Thursday, October 13, 2011

Street Proofing or, Forget What Jesus Would Do and Just Keep Your Head Down

Jessie has a wild schedule this “first-year-of-no-school” year. While it includes a good mixture of both down and active time to keep her contributing, learning, creating, and growing, what makes the schedule so wild is that it’s not the same routine every day, as it had been for school and hence most of her and our lives so far. And it involves a lot of bussing to different places all across the city. Places that I might not normally go. Places that have no sidewalks and trucks that roll through stop signs (the Food Bank); places that require at least three transfers through points that I can’t access with a car (and hence can’t be a rescue backup); and places with more druggies, homeless alcoholics, skanks, and barely leashed Rotweilers per square inch than anywhere else in the region (downtown Rideau Street!).

Of course, it’s to this last location that Jessie has to travel 2 times a week. At night. To the dance school billed as being “located in sun-filled, heritage studios.” What they don’t mention are the hordes of tattooed and pierced street kids blocking the narrow entrance to the three flights of rickety stairs that bring you up to the creaky and perhaps sun-filled, if one were ever there in the daytime, studios.

While Jessie did a dance intensive at this studio during the summer and managed to get there on her own with no hassles (maybe it was all the tourists balancing out some delicate drug-to-decency ratio?), September’s journeys played out somewhat differently.

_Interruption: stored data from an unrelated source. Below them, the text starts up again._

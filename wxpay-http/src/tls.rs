//! Credential loading and the two HTTP client profiles.
//!
//! The certificate-authenticated profile presents the merchant's client
//! certificate, trusts only the configured CA bundle, negotiates TLS 1.2 or
//! 1.3 with an AES-GCM allow-list and never resumes sessions. The
//! unauthenticated profile is a plain HTTPS client using the platform trust
//! store.

use std::sync::Arc;

use rustls::client::Resumption;
use rustls::crypto::ring::{cipher_suite, default_provider};
use rustls::pki_types::pem::PemObject;
use rustls::pki_types::{CertificateDer, PrivateKeyDer};
use rustls::{RootCertStore, SupportedCipherSuite};

use crate::config::{ClientConfig, CredentialSource};
use crate::constants::{CONNECT_TIMEOUT, POOL_IDLE_TIMEOUT, POOL_MAX_IDLE_PER_HOST, TCP_KEEPALIVE};
use crate::error::ConfigError;

/// Parsed client certificate, private key and trust anchors.
pub struct Credentials {
    /// Client certificate chain, leaf first.
    pub certs: Vec<CertificateDer<'static>>,
    /// Client private key.
    pub key: PrivateKeyDer<'static>,
    /// Trust anchors.
    pub roots: RootCertStore,
}

impl Credentials {
    /// Reads and parses the credential material named in `config`.
    ///
    /// # Errors
    ///
    /// Returns [`ConfigError`] if any credential is missing, unreadable or
    /// unparseable, if the certificate material holds no certificate, or if
    /// the CA material yields no trust anchor.
    pub fn load(config: &ClientConfig) -> Result<Self, ConfigError> {
        let cert_pem = required(config.client_cert.as_ref(), "client certificate")?.read()?;
        let key_pem = required(config.client_key.as_ref(), "client private key")?.read()?;
        let ca_pem = required(config.ca.as_ref(), "CA certificate")?.read()?;

        let certs = parse_certs(&cert_pem, "client certificate")?;
        if certs.is_empty() {
            return Err(ConfigError::NoCertificate);
        }
        let key = PrivateKeyDer::from_pem_slice(&key_pem).map_err(|source| ConfigError::Pem {
            context: "client private key",
            source,
        })?;

        let mut roots = RootCertStore::empty();
        let (added, _ignored) =
            roots.add_parsable_certificates(parse_certs(&ca_pem, "CA certificate")?);
        if added == 0 {
            return Err(ConfigError::NoTrustAnchor);
        }

        Ok(Self { certs, key, roots })
    }
}

impl std::fmt::Debug for Credentials {
    fn fmt(&self, f: &mut std::fmt::Formatter<'_>) -> std::fmt::Result {
        f.debug_struct("Credentials")
            .field("certs", &self.certs.len())
            .field("roots", &self.roots.len())
            .finish_non_exhaustive()
    }
}

fn required<'a>(
    source: Option<&'a CredentialSource>,
    name: &'static str,
) -> Result<&'a CredentialSource, ConfigError> {
    source.ok_or(ConfigError::MissingCredential(name))
}

fn parse_certs(
    pem: &[u8],
    context: &'static str,
) -> Result<Vec<CertificateDer<'static>>, ConfigError> {
    CertificateDer::pem_slice_iter(pem)
        .collect::<Result<Vec<_>, _>>()
        .map_err(|source| ConfigError::Pem { context, source })
}

/// Cipher suites offered by the certificate-authenticated profile.
#[must_use]
pub fn cipher_suites() -> Vec<SupportedCipherSuite> {
    vec![
        cipher_suite::TLS13_AES_128_GCM_SHA256,
        cipher_suite::TLS13_AES_256_GCM_SHA384,
        cipher_suite::TLS_ECDHE_RSA_WITH_AES_128_GCM_SHA256,
        cipher_suite::TLS_ECDHE_RSA_WITH_AES_256_GCM_SHA384,
        cipher_suite::TLS_ECDHE_ECDSA_WITH_AES_128_GCM_SHA256,
        cipher_suite::TLS_ECDHE_ECDSA_WITH_AES_256_GCM_SHA384,
    ]
}

/// Builds the rustls configuration for the certificate-authenticated
/// profile.
///
/// # Errors
///
/// Returns [`ConfigError::Tls`] if rustls rejects the protocol versions or
/// the certificate/key pair.
pub fn certified_tls_config(credentials: Credentials) -> Result<rustls::ClientConfig, ConfigError> {
    let mut provider = default_provider();
    provider.cipher_suites = cipher_suites();

    let mut config = rustls::ClientConfig::builder_with_provider(Arc::new(provider))
        .with_protocol_versions(&[&rustls::version::TLS13, &rustls::version::TLS12])?
        .with_root_certificates(credentials.roots)
        .with_client_auth_cert(credentials.certs, credentials.key)?;
    config.resumption = Resumption::disabled();
    Ok(config)
}

/// Builds the HTTP client for certificate-authenticated endpoints.
///
/// # Errors
///
/// Returns [`ConfigError`] if credentials cannot be loaded or the client
/// cannot be built.
pub fn certified_client(config: &ClientConfig) -> Result<reqwest::Client, ConfigError> {
    let tls = certified_tls_config(Credentials::load(config)?)?;
    pooled_builder()
        .use_preconfigured_tls(tls)
        .build()
        .map_err(ConfigError::HttpClient)
}

/// Builds the HTTP client for unauthenticated endpoints.
///
/// # Errors
///
/// Returns [`ConfigError::HttpClient`] if the client cannot be built.
pub fn plain_client() -> Result<reqwest::Client, ConfigError> {
    pooled_builder().build().map_err(ConfigError::HttpClient)
}

fn pooled_builder() -> reqwest::ClientBuilder {
    reqwest::Client::builder()
        .connect_timeout(CONNECT_TIMEOUT)
        .tcp_keepalive(TCP_KEEPALIVE)
        .pool_idle_timeout(POOL_IDLE_TIMEOUT)
        .pool_max_idle_per_host(POOL_MAX_IDLE_PER_HOST)
}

Dan was the travel accompanist and on the first night managed to herd her past a drug deal going bad on the way in. On the way out it was a skank fight. Night journey two was a longer story involving a dog, a tattoo, and a pipe, with the added Fellini-esque bonus of some spandexed and feathered street opera singer. We agreed that while Jessie could technically get to and from the classes on her own (she was comfortable with the bus route and knew where to go), it would be just too dangerous.

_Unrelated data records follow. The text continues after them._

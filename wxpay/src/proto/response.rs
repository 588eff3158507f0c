//! Operation response types.
//!
//! Every response carries the two-level status the provider uses:
//! `return_code` reports whether the call was accepted at all and
//! `result_code` reports the business outcome. All values are kept as the
//! text the provider delivered; nothing is validated beyond document shape.

use serde::{Deserialize, Serialize};

use super::ErrorCode;
use crate::timestamp::WireTimestamp;

/// Status value meaning success in `return_code` and `result_code`.
pub const SUCCESS: &str = "SUCCESS";

/// Status value meaning failure in `return_code` and `result_code`.
pub const FAIL: &str = "FAIL";

/// Which status level a [`ProviderFailure`] came from.
#[derive(Debug, Clone, Copy, PartialEq, Eq)]
pub enum FailureLevel {
    /// The request was rejected before business processing.
    Return,
    /// The request was processed but the operation failed.
    Business,
}

/// A failure reported inside an otherwise well-formed response.
#[derive(Debug, Clone, PartialEq, Eq)]
pub struct ProviderFailure {
    /// Level the failure was reported at.
    pub level: FailureLevel,
    /// `return_code` or `err_code`, verbatim.
    pub code: String,
    /// `return_msg` or `err_code_des`.
    pub description: Option<String>,
}

impl ProviderFailure {
    /// The failure code as an [`ErrorCode`].
    #[must_use]
    pub fn error_code(&self) -> ErrorCode {
        ErrorCode::from(self.code.as_str())
    }
}

impl std::fmt::Display for ProviderFailure {
    fn fmt(&self, f: &mut std::fmt::Formatter<'_>) -> std::fmt::Result {
        match &self.description {
            Some(description) => write!(f, "{}: {description}", self.code),
            None => f.write_str(&self.code),
        }
    }
}

/// Status accessors shared by all response types.
pub trait ProviderResponse {
    /// `return_code`, usually `SUCCESS` or `FAIL`.
    fn return_code(&self) -> &str;

    /// `return_msg`.
    fn return_msg(&self) -> Option<&str>;

    /// `result_code`, present once the request passed validation.
    fn result_code(&self) -> Option<&str>;

    /// `err_code`.
    fn err_code(&self) -> Option<&str>;

    /// `err_code_des`.
    fn err_code_des(&self) -> Option<&str>;

    /// Returns `true` when both status levels report success.
    fn is_success(&self) -> bool {
        self.return_code() == SUCCESS && self.result_code() == Some(SUCCESS)
    }

    /// Describes the failure, if the response reports one.
    fn failure(&self) -> Option<ProviderFailure> {
        if self.return_code() != SUCCESS {
            return Some(ProviderFailure {
                level: FailureLevel::Return,
                code: self.return_code().to_owned(),
                description: self.return_msg().map(str::to_owned),
            });
        }
        if self.result_code() == Some(SUCCESS) {
            return None;
        }
        Some(ProviderFailure {
            level: FailureLevel::Business,
            code: self
                .err_code()
                .or_else(|| self.result_code())
                .unwrap_or(FAIL)
                .to_owned(),
            description: self.err_code_des().map(str::to_owned),
        })
    }

    /// `err_code` as an [`ErrorCode`].
    fn error_code(&self) -> Option<ErrorCode> {
        self.err_code().map(ErrorCode::from)
    }
}

macro_rules! provider_response {
    ($($ty:ty),+ $(,)?) => {
        $(
            impl ProviderResponse for $ty {
                fn return_code(&self) -> &str {
                    &self.return_code
                }

                fn return_msg(&self) -> Option<&str> {
                    self.return_msg.as_deref()
                }

                fn result_code(&self) -> Option<&str> {
                    self.result_code.as_deref()
                }

                fn err_code(&self) -> Option<&str> {
                    self.err_code.as_deref()
                }

                fn err_code_des(&self) -> Option<&str> {
                    self.err_code_des.as_deref()
                }
            }
        )+
    };
}

/// Reply to a profit-sharing request.
#[derive(Debug, Clone, Default, PartialEq, Eq, Serialize, Deserialize)]
pub struct ProfitSharingResponse {
    /// `SUCCESS` if the request was accepted.
    pub return_code: String,
    /// Reason for a return-level failure.
    #[serde(default)]
    pub return_msg: Option<String>,
    /// Business outcome, `SUCCESS` or `FAIL`.
    #[serde(default)]
    pub result_code: Option<String>,
    /// Business error code.
    #[serde(default)]
    pub err_code: Option<String>,
    /// Business error description.
    #[serde(default)]
    pub err_code_des: Option<String>,
    /// Provider transaction id of the shared payment.
    #[serde(default)]
    pub transaction_id: Option<String>,
    /// Merchant-side split order number.
    #[serde(default)]
    pub out_order_no: Option<String>,
    /// Provider-side split order id.
    #[serde(default)]
    pub order_id: Option<String>,
}

/// Reply to a receiver registration.
#[derive(Debug, Clone, Default, PartialEq, Eq, Serialize, Deserialize)]
pub struct AddReceiverResponse {
    /// `SUCCESS` if the request was accepted.
    pub return_code: String,
    /// Reason for a return-level failure.
    #[serde(default)]
    pub return_msg: Option<String>,
    /// Business outcome, `SUCCESS` or `FAIL`.
    #[serde(default)]
    pub result_code: Option<String>,
    /// Business error code.
    #[serde(default)]
    pub err_code: Option<String>,
    /// Business error description.
    #[serde(default)]
    pub err_code_des: Option<String>,
    /// Echo of the registered receiver, as JSON text.
    #[serde(default)]
    pub receiver: Option<String>,
}

/// Reply to a refund request.
#[derive(Debug, Clone, Default, PartialEq, Eq, Serialize, Deserialize)]
pub struct RefundResponse {
    /// `SUCCESS` if the request was accepted.
    pub return_code: String,
    /// Reason for a return-level failure.
    #[serde(default)]
    pub return_msg: Option<String>,
    /// Business outcome, `SUCCESS` or `FAIL`.
    #[serde(default)]
    pub result_code: Option<String>,
    /// Business error code.
    #[serde(default)]
    pub err_code: Option<String>,
    /// Business error description.
    #[serde(default)]
    pub err_code_des: Option<String>,
    /// Provider transaction id.
    #[serde(default)]
    pub transaction_id: Option<String>,
    /// Merchant order number.
    #[serde(default)]
    pub out_trade_no: Option<String>,
    /// Merchant refund number.
    #[serde(default)]
    pub out_refund_no: Option<String>,
    /// Provider-side refund id.
    #[serde(default)]
    pub refund_id: Option<String>,
    /// Refunded amount in fen.
    #[serde(default)]
    pub refund_fee: Option<String>,
}

/// Reply to either transfer variant.
#[derive(Debug, Clone, Default, PartialEq, Eq, Serialize, Deserialize)]
pub struct TransferResponse {
    /// `SUCCESS` if the request was accepted.
    pub return_code: String,
    /// Reason for a return-level failure.
    #[serde(default)]
    pub return_msg: Option<String>,
    /// Business outcome, `SUCCESS` or `FAIL`.
    #[serde(default)]
    pub result_code: Option<String>,
    /// Business error code.
    #[serde(default)]
    pub err_code: Option<String>,
    /// Business error description.
    #[serde(default)]
    pub err_code_des: Option<String>,
    /// Application id.
    #[serde(default)]
    pub mch_appid: Option<String>,
    /// Merchant id.
    #[serde(default)]
    pub mchid: Option<String>,
    /// Merchant-side transfer number.
    #[serde(default)]
    pub partner_trade_no: Option<String>,
    /// Provider-side payment number.
    #[serde(default)]
    pub payment_no: Option<String>,
    /// Completion time, `YYYY-MM-DD HH:MM:SS`.
    #[serde(default)]
    pub payment_time: Option<String>,
}

impl TransferResponse {
    /// Parses `payment_time`.
    ///
    /// Returns `None` when the field is absent and an inner error when it is
    /// not in wire format.
    #[must_use]
    pub fn payment_time(&self) -> Option<Result<WireTimestamp, chrono::ParseError>> {
        self.payment_time.as_deref().map(str::parse)
    }
}

/// Reply to a transfer status query.
#[derive(Debug, Clone, Default, PartialEq, Eq, Serialize, Deserialize)]
pub struct TransferQueryResponse {
    /// `SUCCESS` if the request was accepted.
    pub return_code: String,
    /// Reason for a return-level failure.
    #[serde(default)]
    pub return_msg: Option<String>,
    /// Business outcome, `SUCCESS` or `FAIL`.
    #[serde(default)]
    pub result_code: Option<String>,
    /// Business error code.
    #[serde(default)]
    pub err_code: Option<String>,
    /// Business error description.
    #[serde(default)]
    pub err_code_des: Option<String>,
    /// Merchant-side transfer number.
    #[serde(default)]
    pub partner_trade_no: Option<String>,
    /// Merchant id.
    #[serde(default)]
    pub mch_id: Option<String>,
    /// Provider-side transfer id.
    #[serde(default)]
    pub detail_id: Option<String>,
    /// `SUCCESS`, `FAILED` or `PROCESSING`.
    #[serde(default)]
    pub status: Option<String>,
    /// Failure reason.
    #[serde(default)]
    pub reason: Option<String>,
    /// Recipient openid.
    #[serde(default)]
    pub openid: Option<String>,
    /// Recipient name.
    #[serde(default)]
    pub transfer_name: Option<String>,
    /// Amount in fen.
    #[serde(default)]
    pub payment_amount: Option<String>,
    /// Transfer start time, `YYYY-MM-DD HH:MM:SS`.
    #[serde(default)]
    pub transfer_time: Option<String>,
    /// Transfer description.
    #[serde(default)]
    pub desc: Option<String>,
}

impl TransferQueryResponse {
    /// Parses `transfer_time`.
    ///
    /// Returns `None` when the field is absent.
    #[must_use]
    pub fn transfer_time(&self) -> Option<Result<WireTimestamp, chrono::ParseError>> {
        self.transfer_time.as_deref().map(str::parse)
    }

    /// Parses `payment_amount` as fen.
    #[must_use]
    pub fn payment_amount(&self) -> Option<i64> {
        self.payment_amount.as_deref()?.trim().parse().ok()
    }
}

provider_response!(
    ProfitSharingResponse,
    AddReceiverResponse,
    RefundResponse,
    TransferResponse,
    TransferQueryResponse,
);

This, and the dubiousness of certain Christian teachings as practiced by transitioning youth with disabilities, was confirmed on night journey three. This is when Jessie and Dan were approached in the bus shelter by a staggering, red-eyed, malodorous gentleman holding out a grimy hand requesting spare change.

Jessie looked him in the eye and said, “Sorry. I don’t have any money right now. But I really admire you and you should keep up the good work. Because what you are doing is making a difference.”

Dan, taken aback by her response (the gentleman in question was too stoned or drunk to hear anything she said after “sorry”), asked her what she meant. What kind of work did she think he was doing and why on earth did she admire him? She explained that he was probably looking for money to clean up landmines or to contribute to the Foodbank, as the only reason to ask for money is for a good cause, right? And (this is the part where my faith gets me into a bit of trouble, and Dan looks at me accusingly), she said “Mom says to greet every person as if they were Jesus.”

Dan explained that the man was probably looking for money for drugs or alcohol (Jessie’s eyebrows raise in horror) and that she was NOT to greet every person as if they were Jesus—at least not on Rideau Street and certainly not when she was alone—and that he would discuss this with me when they got home.

Which he did.

Which is why we are re-street proofing Jessie and I am re-thinking exactly WHAT Jesus would do. Or what he would do if he were a middle aged mom trying to balance risk with independence in a twenty-something young woman with a disability and a social conscience.


Dave Hingsburger said...

Woah, that was a close call. I'd love to hear a follow up story about what you taught her differently and how it worked. These stories are so important to tell, we learn what to do and what not to do from them. I like the idea of seeing the holy in everyone but to not be insensitive to the dangerous in everyone too! If you write a follow up, let me know so I can come see.

Nan said...

Will let you know Dave! As there has been (and will continue to be) follow up! The beauty is we get to test it alot as she is out so often ... and I do a lot of lurking and spying!

Adelaide Dupont said...


Thought you and Jess might enjoy this video I pass on from Phil Groom:

Jesus from the Future

which talks about the very precept you were practising, Jessie.

Do you have any friends or can you go in a group for this dance?

(And here I was thinking the dangerous thing about postmodern Christianity would be the hugs and high-fives!)

I have a feeling that Muhammad and Buddha might have been more aloof, from what I know of their traditions. Jesus was definitely the man of the streets!

"The only reason to ask for money is for a good cause".

I too would like some follow-up.

Nan said...

Yes, she has friends! But not for this dance class. Its a new one, adult, and dancers coming from all over after work and school. But its working out okay. We're going to take a break for it and replace it with something closer and more accessible after Christmas. Funny tho, she went from being super/hyper vigilant on the "street" (and the bus and out in public) to this. She is a person of extremes and goes back and forth testing limits until she finds the right balance.